(Saved entries)
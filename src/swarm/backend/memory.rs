//! An in-process store.
//!
//! It behaves like the Redis driver as far as the swarm store can tell:
//! records are field maps, sets are unordered, writing a record merges its
//! fields and keeps its expiry, and removing something that does not exist is
//! not an error.
//!
//! All the connections dialed from the same [`Memory`] connector share the
//! same data. The connector also lets tests break the store:
//!
//! - [`Memory::kill_connections`] closes every connection dialed so far.
//! - [`Memory::set_unavailable`] refuses new connections and commands.
//! - [`Memory::cut_connections_after`] lets a number of writes reach the
//!   store and closes the connection sending the next ones, like a network
//!   failure in the middle of a pipeline.
//! - [`Memory::reject_writes_to`] makes the store refuse the writes to a key,
//!   like Redis answering `WRONGTYPE`.
//!
//! Failures follow Redis: a rejected write does not stop the rest of the
//! batch, even an atomic one, and an atomic batch cut in transit is not
//! applied at all because `EXEC` never arrived.
//!
//! Time can be moved forward with [`Memory::advance_clock`] to expire
//! records without waiting.
use std::collections::{BTreeSet, HashMap, HashSet};
use std::sync::Arc;
use std::time::{Duration, Instant};

use parking_lot::Mutex;
use torrust_tracker_primitives::StoreDriver;

use super::{Connection, Connector, Record, Write, WriteBatch};
use crate::swarm::error::Error;

const DRIVER: StoreDriver = StoreDriver::Memory;

#[derive(thiserror::Error, Debug, Clone, Copy, PartialEq, Eq)]
enum Fault {
    #[error("the memory store is unavailable")]
    Unavailable,
    #[error("the connection was closed")]
    Closed,
    #[error("the connection was cut while sending a batch")]
    Cut,
    #[error("the store rejected a write")]
    WriteRejected,
}

#[derive(Debug)]
struct Entry {
    record: Record,
    expires_at: Option<Instant>,
}

#[derive(Debug, Default)]
struct State {
    records: HashMap<String, Entry>,
    sets: HashMap<String, BTreeSet<String>>,
    clock_offset: Duration,
    generation: u64,
    unavailable: bool,
    writes_left: Option<usize>,
    rejected_keys: HashSet<String>,
    dials: usize,
}

impl State {
    fn now(&self) -> Instant {
        Instant::now() + self.clock_offset
    }

    fn live_record(&mut self, key: &str) -> Option<&mut Entry> {
        let now = self.now();

        if self
            .records
            .get(key)
            .is_some_and(|entry| entry.expires_at.is_some_and(|deadline| deadline <= now))
        {
            self.records.remove(key);
        }

        self.records.get_mut(key)
    }

    /// Applies the writes of the batch that reach the store.
    fn transmit(&mut self, batch: &WriteBatch) -> Result<(), Fault> {
        let sent = match self.writes_left {
            Some(left) if left < batch.len() => {
                self.writes_left = Some(0);
                left
            }
            Some(left) => {
                self.writes_left = Some(left - batch.len());
                batch.len()
            }
            None => batch.len(),
        };

        let cut = sent < batch.len();

        if cut && batch.is_atomic() {
            return Err(Fault::Cut);
        }

        let mut rejected = false;

        for write in batch.iter().take(sent) {
            if self.rejected_keys.contains(target(write)) {
                rejected = true;
            } else {
                self.apply(write);
            }
        }

        if cut {
            Err(Fault::Cut)
        } else if rejected {
            Err(Fault::WriteRejected)
        } else {
            Ok(())
        }
    }

    fn apply(&mut self, write: &Write) {
        match write {
            Write::PutRecord { key, fields } => {
                let fields = fields.iter().cloned();

                if let Some(entry) = self.live_record(key) {
                    entry.record.extend(fields);
                } else {
                    self.records.insert(
                        key.clone(),
                        Entry {
                            record: fields.collect(),
                            expires_at: None,
                        },
                    );
                }
            }
            Write::ExpireRecord { key, ttl } => {
                let deadline = self.now() + *ttl;

                if let Some(entry) = self.live_record(key) {
                    entry.expires_at = Some(deadline);
                }
            }
            Write::DeleteRecord { key } => {
                self.records.remove(key);
            }
            Write::AddMember { set, member } => {
                self.sets.entry(set.clone()).or_default().insert(member.clone());
            }
            Write::RemoveMember { set, member } => {
                if let Some(members) = self.sets.get_mut(set) {
                    members.remove(member);

                    if members.is_empty() {
                        self.sets.remove(set);
                    }
                }
            }
        }
    }
}

/// The key a write changes.
fn target(write: &Write) -> &str {
    match write {
        Write::PutRecord { key, .. } | Write::ExpireRecord { key, .. } | Write::DeleteRecord { key } => key,
        Write::AddMember { set, .. } | Write::RemoveMember { set, .. } => set,
    }
}

/// The in-process store and the connector to it.
#[derive(Debug, Clone, Default)]
pub struct Memory {
    state: Arc<Mutex<State>>,
}

impl Memory {
    #[must_use]
    pub fn new() -> Self {
        Self::default()
    }

    /// Closes every connection dialed so far. The next command they run fails.
    pub fn kill_connections(&self) {
        self.state.lock().generation += 1;
    }

    /// While unavailable, dialing fails with a connection error and every
    /// command fails.
    pub fn set_unavailable(&self, unavailable: bool) {
        self.state.lock().unavailable = unavailable;
    }

    /// Lets `writes` more writes reach the store. A connection sending more
    /// is closed in the middle of its batch, until [`Memory::heal`] is called.
    /// The writes sent before the cut stay applied unless the batch is atomic.
    pub fn cut_connections_after(&self, writes: usize) {
        self.state.lock().writes_left = Some(writes);
    }

    /// Rejects every write to `key` until [`Memory::heal`] is called. The
    /// other writes of the same batch are still applied.
    pub fn reject_writes_to(&self, key: &str) {
        self.state.lock().rejected_keys.insert(key.to_owned());
    }

    /// Removes every injected fault. Killed connections stay closed.
    pub fn heal(&self) {
        let mut state = self.state.lock();
        state.unavailable = false;
        state.writes_left = None;
        state.rejected_keys.clear();
    }

    /// Moves the store clock forward.
    pub fn advance_clock(&self, by: Duration) {
        self.state.lock().clock_offset += by;
    }

    /// How many connections have been dialed.
    #[must_use]
    pub fn dials(&self) -> usize {
        self.state.lock().dials
    }

    /// Reads a record without going through a connection.
    #[must_use]
    pub fn record(&self, key: &str) -> Option<Record> {
        self.state.lock().live_record(key).map(|entry| entry.record.clone())
    }

    /// Whether the record has an expiry.
    #[must_use]
    pub fn expires(&self, key: &str) -> bool {
        self.state
            .lock()
            .live_record(key)
            .is_some_and(|entry| entry.expires_at.is_some())
    }

    /// Reads the members of a set without going through a connection.
    #[must_use]
    pub fn set_members(&self, set: &str) -> BTreeSet<String> {
        self.state.lock().sets.get(set).cloned().unwrap_or_default()
    }

    /// Replaces a record without going through a connection.
    pub fn insert_record(&self, key: &str, record: Record) {
        self.state.lock().records.insert(
            key.to_owned(),
            Entry {
                record,
                expires_at: None,
            },
        );
    }

    /// Deletes a record without going through a connection, as if it had
    /// expired.
    pub fn delete_record(&self, key: &str) {
        self.state.lock().records.remove(key);
    }

    /// Adds a set member without going through a connection.
    pub fn insert_member(&self, set: &str, member: &str) {
        self.state
            .lock()
            .sets
            .entry(set.to_owned())
            .or_default()
            .insert(member.to_owned());
    }
}

impl Connector for Memory {
    type Connection = MemoryConnection;

    fn driver(&self) -> StoreDriver {
        DRIVER
    }

    fn dial(&self) -> Result<MemoryConnection, Error> {
        let mut state = self.state.lock();

        if state.unavailable {
            return Err(Error::connection_failed(Fault::Unavailable, DRIVER));
        }

        state.dials += 1;

        Ok(MemoryConnection {
            state: self.state.clone(),
            generation: state.generation,
            closed: false,
        })
    }
}

pub struct MemoryConnection {
    state: Arc<Mutex<State>>,
    generation: u64,
    closed: bool,
}

impl MemoryConnection {
    /// Runs `command` on the shared state if the connection is still usable.
    fn run<T>(&mut self, command: impl FnOnce(&mut State) -> Result<T, Error>) -> Result<T, Error> {
        let mut state = self.state.lock();

        if self.closed || state.generation != self.generation {
            self.closed = true;
            return Err(Error::command_failed(Fault::Closed, DRIVER));
        }

        if state.unavailable {
            return Err(Error::command_failed(Fault::Unavailable, DRIVER));
        }

        command(&mut state)
    }
}

impl Connection for MemoryConnection {
    fn ping(&mut self) -> Result<(), Error> {
        self.run(|_| Ok(()))
    }

    fn write(&mut self, batch: &WriteBatch) -> Result<(), Error> {
        let outcome = self.run(|state| Ok(state.transmit(batch)))?;

        if outcome == Err(Fault::Cut) {
            self.closed = true;
        }

        outcome.map_err(|fault| Error::command_failed(fault, DRIVER))
    }

    fn members(&mut self, set: &str) -> Result<Vec<String>, Error> {
        self.run(|state| Ok(state.sets.get(set).map(|members| members.iter().cloned().collect()).unwrap_or_default()))
    }

    fn read_records(&mut self, keys: &[String]) -> Result<Vec<Option<Record>>, Error> {
        self.run(|state| {
            Ok(keys
                .iter()
                .map(|key| state.live_record(key).map(|entry| entry.record.clone()))
                .collect())
        })
    }

    fn is_broken(&self) -> bool {
        self.closed
    }
}
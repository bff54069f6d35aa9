use std::time::Duration;

use rstest::{fixture, rstest};
use torrust_tracker_configuration::Store;
use torrust_tracker_primitives::scope::Scope;
use torrust_tracker_swarm_store::swarm::backend::memory::Memory;
use torrust_tracker_swarm_store::swarm::error::ErrorKind;
use torrust_tracker_swarm_store::swarm::SwarmRepository as _;
use torrust_tracker_test_helpers::{configuration, ids};

use super::harness::{self, Harness};
use super::scenarios;
use crate::common::fixtures::{a_leecher, leechers, peer_map};

#[fixture]
fn ephemeral() -> Store {
    configuration::ephemeral().store
}

#[fixture]
fn atomic() -> Store {
    let mut config = configuration::ephemeral().store;
    config.swarm.atomic_batches = true;
    config
}

#[fixture]
fn repair() -> Store {
    configuration::ephemeral_with_dangling_members_repair().store
}

#[fixture]
fn expiring() -> Store {
    let mut config = configuration::ephemeral().store;
    config.swarm.peer_ttl = 1800;
    config
}

#[rstest]
fn it_should_return_exactly_the_added_peers(#[values(ephemeral(), atomic(), repair(), expiring())] config: Store) {
    scenarios::it_should_return_exactly_the_added_peers(&harness::memory_with(&config).0);
}

#[rstest]
fn it_should_keep_the_latest_attributes_of_a_peer(#[values(ephemeral(), atomic(), expiring())] config: Store) {
    scenarios::it_should_keep_the_latest_attributes_of_a_peer(&harness::memory_with(&config).0);
}

#[rstest]
fn it_should_leave_out_peers_whose_record_is_gone(#[values(ephemeral(), atomic(), repair())] config: Store) {
    scenarios::it_should_leave_out_peers_whose_record_is_gone(&harness::memory_with(&config).0);
}

#[rstest]
fn it_should_allow_removing_the_same_peers_twice(#[values(ephemeral(), atomic())] config: Store) {
    scenarios::it_should_allow_removing_the_same_peers_twice(&harness::memory_with(&config).0);
}

#[rstest]
fn it_should_end_up_with_all_the_peers_added_concurrently(#[values(ephemeral(), atomic())] config: Store) {
    scenarios::it_should_end_up_with_all_the_peers_added_concurrently(&harness::memory_with(&config).0);
}

#[rstest]
fn it_should_follow_a_swarm_that_loses_a_record(#[values(ephemeral(), repair())] config: Store) {
    scenarios::it_should_follow_a_swarm_that_loses_a_record(&harness::memory_with(&config).0);
}

#[rstest]
fn it_should_move_a_leecher_that_completes_to_the_seeders(#[values(ephemeral(), atomic())] config: Store) {
    scenarios::it_should_move_a_leecher_that_completes_to_the_seeders(&harness::memory_with(&config).0);
}

#[rstest]
fn it_should_load_the_swarm_it_saved(#[values(ephemeral(), expiring())] config: Store) {
    scenarios::it_should_load_the_swarm_it_saved(&harness::memory_with(&config).0);
}

#[rstest]
fn a_read_should_remove_dangling_members_when_configured(repair: Store) {
    let (harness, _) = harness::memory_with(&repair);
    let torrent_id = ids::torrent_id();
    let added = leechers(torrent_id, 3);
    let gone = added.keys().next().cloned().expect("there should be peers");

    harness.swarms.add_peers(&added, &Scope::LEECHERS).expect("it should add the peers");
    harness.delete_record_out_of_band(&gone);

    harness
        .swarms
        .get_peers(torrent_id, &Scope::LEECHERS)
        .expect("it should get the peers");

    assert_eq!(harness.members(torrent_id, &Scope::LEECHERS).len(), 2);
    assert!(!harness.members(torrent_id, &Scope::LEECHERS).contains(&gone.to_string()));
}

#[rstest]
fn a_read_should_keep_dangling_members_by_default(ephemeral: Store) {
    let (harness, _) = harness::memory_with(&ephemeral);
    let torrent_id = ids::torrent_id();
    let added = leechers(torrent_id, 3);
    let gone = added.keys().next().cloned().expect("there should be peers");

    harness.swarms.add_peers(&added, &Scope::LEECHERS).expect("it should add the peers");
    harness.delete_record_out_of_band(&gone);

    harness
        .swarms
        .get_peers(torrent_id, &Scope::LEECHERS)
        .expect("it should get the peers");

    assert_eq!(harness.members(torrent_id, &Scope::LEECHERS).len(), 3);
}

#[rstest]
fn peers_that_stop_announcing_should_age_out(expiring: Store) {
    let (harness, memory) = harness::memory_with(&expiring);
    let torrent_id = ids::torrent_id();
    let (quiet, active) = (a_leecher(torrent_id), a_leecher(torrent_id));

    harness.swarms.announce(&quiet).expect("it should announce");
    harness.swarms.announce(&active).expect("it should announce");

    memory.advance_clock(Duration::from_secs(1000));
    harness.swarms.announce(&active).expect("it should announce again");
    memory.advance_clock(Duration::from_secs(1000));

    let found = harness
        .swarms
        .get_peers(torrent_id, &Scope::LEECHERS)
        .expect("it should get the peers");

    assert_eq!(found, peer_map([active]));
}

#[test]
fn a_batch_failing_midway_should_be_safe_to_retry_in_full() {
    let (harness, memory) = harness::memory();
    let torrent_id = ids::torrent_id();
    let added = leechers(torrent_id, 3);

    memory.cut_connections_after(3);

    let error = harness
        .swarms
        .add_peers(&added, &Scope::LEECHERS)
        .expect_err("the batch should fail");

    assert_eq!(error.kind(), ErrorKind::StorageCommand);
    assert!(harness.members(torrent_id, &Scope::LEECHERS).len() < 3);

    memory.heal();

    harness.swarms.add_peers(&added, &Scope::LEECHERS).expect("the retry should succeed");

    assert_eq!(
        harness
            .swarms
            .get_peers(torrent_id, &Scope::LEECHERS)
            .expect("it should get the peers"),
        added
    );
}

#[rstest]
fn an_atomic_batch_cut_in_transit_should_write_nothing(atomic: Store) {
    let (harness, memory) = harness::memory_with(&atomic);
    let torrent_id = ids::torrent_id();

    memory.cut_connections_after(3);

    assert!(harness.swarms.add_peers(&leechers(torrent_id, 3), &Scope::LEECHERS).is_err());

    memory.heal();

    assert!(harness
        .swarms
        .get_peers(torrent_id, &Scope::LEECHERS)
        .expect("it should get the peers")
        .is_empty());
}

#[rstest]
fn a_rejected_write_should_not_undo_the_rest_of_the_batch(#[values(ephemeral(), atomic())] config: Store) {
    let (harness, memory) = harness::memory_with(&config);
    let torrent_id = ids::torrent_id();
    let (rejected, written) = (a_leecher(torrent_id), a_leecher(torrent_id));

    memory.reject_writes_to(&harness.swarms.namespace().peer_record_key(&rejected.key()));

    let error = harness
        .swarms
        .add_peers(&peer_map([rejected.clone(), written.clone()]), &Scope::LEECHERS)
        .expect_err("the batch should fail");

    assert_eq!(error.kind(), ErrorKind::StorageCommand);
    assert_eq!(harness.members(torrent_id, &Scope::LEECHERS).len(), 2);
    assert_eq!(
        harness
            .swarms
            .get_peers(torrent_id, &Scope::LEECHERS)
            .expect("it should get the peers"),
        peer_map([written])
    );
}

#[test]
fn operations_should_keep_working_after_the_store_drops_every_connection() {
    let (harness, memory) = harness::memory();
    let torrent_id = ids::torrent_id();
    let added = leechers(torrent_id, 2);

    harness.swarms.add_peers(&added, &Scope::LEECHERS).expect("it should add the peers");
    let dials = memory.dials();

    memory.kill_connections();

    let found = harness
        .swarms
        .get_peers(torrent_id, &Scope::LEECHERS)
        .expect("a dead idle connection should be replaced");

    assert_eq!(found, added);
    assert!(memory.dials() > dials);
}

#[test]
fn every_operation_should_fail_with_a_connection_error_while_the_store_is_unreachable() {
    let (harness, memory) = harness::memory();
    let torrent_id = ids::torrent_id();
    let some = leechers(torrent_id, 1);

    memory.set_unavailable(true);

    let errors = [
        harness.swarms.add_peers(&some, &Scope::LEECHERS).err(),
        harness.swarms.get_peers(torrent_id, &Scope::LEECHERS).err(),
        harness.swarms.remove_peers(torrent_id, &some, &Scope::LEECHERS).err(),
        harness.swarms.announce(&a_leecher(torrent_id)).err(),
    ];

    for error in errors {
        assert_eq!(error.expect("the operation should fail").kind(), ErrorKind::Connection);
    }

    memory.set_unavailable(false);

    assert!(harness.swarms.add_peers(&some, &Scope::LEECHERS).is_ok());
}

#[test]
fn stores_with_different_prefixes_should_not_see_each_others_peers() {
    let memory = Memory::new();
    let a = Harness::new(&configuration::ephemeral().store, memory.clone());
    let b = Harness::new(&configuration::ephemeral().store, memory);
    let torrent_id = ids::torrent_id();

    a.swarms
        .add_peers(&leechers(torrent_id, 2), &Scope::LEECHERS)
        .expect("it should add the peers");

    assert!(b
        .swarms
        .get_peers(torrent_id, &Scope::LEECHERS)
        .expect("it should get the peers")
        .is_empty());
}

**Aim of the exercise:**
Filter the data above down to lines with the word "like", and copy them.

**Exercise response:**
//! It behaves like the Redis driver as far as the swarm store can tell:
//!   store and closes the connection sending the next ones, like a network
//!   like Redis answering `WRONGTYPE`.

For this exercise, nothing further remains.